# Zhan Zhuang/ Santi Shi



## blindsage (Jun 12, 2009)

For those of you who have done both (Xue), how does the practice, feel and expression of these differ. Aside from the obvious physical position of the body, I assume there is a different focus mentally, but what else? Just a general question that popped into my head. I have no experience with either at this point.


----------



## JadecloudAlchemist (Jun 12, 2009)

I find Santi shi to be a very tense form of training which eventually the body becomes relaxed into it over time.

Zhan Zhuang is not so extreme and is a bit more gentler. The tense forming is not there it is more relaxed then Santi shi.

Santi shi puts the weight at about 70/30 which for most people is very demanding with all the finer points coming into play.

Zhan Zhuang is 50/50. 

I think the focus is Santi is like a cocked gun holding the tension on the rear leg ready to explode forward.
Were Zhan Zhang the focus is relasing tension. There are exceptions to the rule and if you practice Santi long enough you do get more comfortable into the posture but IMO the weight on the back leg still is like a loaded spring waiting to pounce.


----------



## Xue Sheng (Jun 15, 2009)

Santi hurts more.

Focus mentally in the beginning is pretty much the same. Basically there is no focus. You are trying to relax in the posture and simply stand and breathe. The longer the better.

However I have more experience with Santi than Zhan Zhuang. Santi is the root of Xingyiquan and Zhan Zhuang is trained as well but, IMO, Santi is much more important to the root of Xingyiquan. But this is not saying that Zhan Zhuang is not important. However I do believe the Yiquan people put much more emphasis on Zhan Zhuang than Xingyiquan people do.

There is a link somewhere about the various stages of Xingyiquan (there are 3) and it was actually a lot of help to me in my Santi and zhan zhuang training. If I can find it I will post it.

I also agree with what JadecloudAlchemist posted. But I believe that santi at higher stages (note that I never got to higher stages) is really no different than Zhan Zhuang. Both are postures to help you become familiar with your body and how it reacts, how the muscles are linked from head to toe and how the energy moves in your body. 

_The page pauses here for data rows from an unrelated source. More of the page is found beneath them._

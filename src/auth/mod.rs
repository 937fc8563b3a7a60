use crate::state::AppState;
use axum::Router;

pub mod dto;
pub mod extractors;
pub mod handlers;
pub mod password;
pub mod permissions;
pub mod repo;
pub mod repo_types;
pub mod services;

pub fn router() -> Router<AppState> {
    handlers::auth_routes()
}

But if you are training them you need to do it as a pure beginner and not do any of it based on previous training. This is where I was making a big mistake in the beginning. This is also where the chart I found made a big difference. 

EDIT

More here

And here


----------



## JDenver (Jun 15, 2009)

Just to add that the more advanced Zhan Zhuang postures put weight anywhere from 70/30 to 100/0 depending on the position.  It isn't until you've been practicing for many months, even a year or more, that you work into those positions though.

I have no experience at all with Santi, though it sounds interesting.

Oh, and yeah, my opinion is that the microcosmic orbit is a fairly advanced practice.  You will achieve excellent results in ZZ if you breath and observe points of tension and other feelings.  

Just my very very inexperienced position so please take with skepticism!


----------



## xingyiquan (Jul 9, 2009)

zhan zhuang means standing postures, and san ti is one type of zhan zhuang, what do you mean by differences?